Dataset entries:

------------------------------

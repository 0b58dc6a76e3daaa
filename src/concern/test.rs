use std::time::Duration;

use pretty_assertions::assert_eq;

use crate::{
    bson::{doc, Document},
    concern::{Acknowledgment, ReadConcern, ReadConcernLevel, WriteConcern},
};

#[test]
fn write_concern_is_acknowledged() {
    let w_1 = WriteConcern::builder().w(1).journal(false).build();
    assert!(w_1.is_acknowledged());

    let w_majority = WriteConcern::builder().w(Acknowledgment::Majority).build();
    assert!(w_majority.is_acknowledged());

    assert!(!WriteConcern::unacknowledged().is_acknowledged());

    let w_0_journaled = WriteConcern::builder().w(0).journal(true).build();
    assert!(w_0_journaled.is_acknowledged());

    assert!(WriteConcern::default().is_acknowledged());
}

#[test]
fn write_concern_validate() {
    assert!(WriteConcern::w1().validate().is_ok());

    let negative = WriteConcern::builder().w(-1).build();
    assert!(negative.validate().unwrap_err().is_invalid_argument());

    let w_0_journaled = WriteConcern::builder().w(0).journal(true).build();
    assert!(w_0_journaled.validate().is_err());
}

#[test]
fn write_concern_serialization() {
    let wc = WriteConcern::builder()
        .w("majority")
        .w_timeout(Duration::from_millis(150))
        .journal(true)
        .build();
    let document = crate::bson::to_document(&wc).unwrap();
    assert_eq!(document, doc! { "w": "majority", "wtimeout": 150, "j": true });

    let empty = crate::bson::to_document(&WriteConcern::default()).unwrap();
    assert_eq!(empty, Document::new());
    assert!(WriteConcern::default().is_empty());

    let tagged: WriteConcern = crate::bson::from_document(doc! { "w": "dc1", "wtimeout": 10 }).unwrap();
    assert_eq!(tagged.w, Some(Acknowledgment::Custom("dc1".to_string())));
    assert_eq!(tagged.w_timeout, Some(Duration::from_millis(10)));
}

#[test]
fn read_concern_levels() {
    let rc: ReadConcern = crate::bson::from_document(doc! { "level": "snapshot" }).unwrap();
    assert_eq!(rc, ReadConcern::snapshot());

    let custom: ReadConcern = crate::bson::from_document(doc! { "level": "future" }).unwrap();
    assert_eq!(custom.level, ReadConcernLevel::Custom("future".to_string()));
    assert_eq!(
        crate::bson::to_document(&ReadConcern::majority()).unwrap(),
        doc! { "level": "majority" }
    );
}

------------------------------

Scan the data above; copy every line where "snapshot" appears.

    let rc: ReadConcern = crate::bson::from_document(doc! { "level": "snapshot" }).unwrap();
    assert_eq!(rc, ReadConcern::snapshot());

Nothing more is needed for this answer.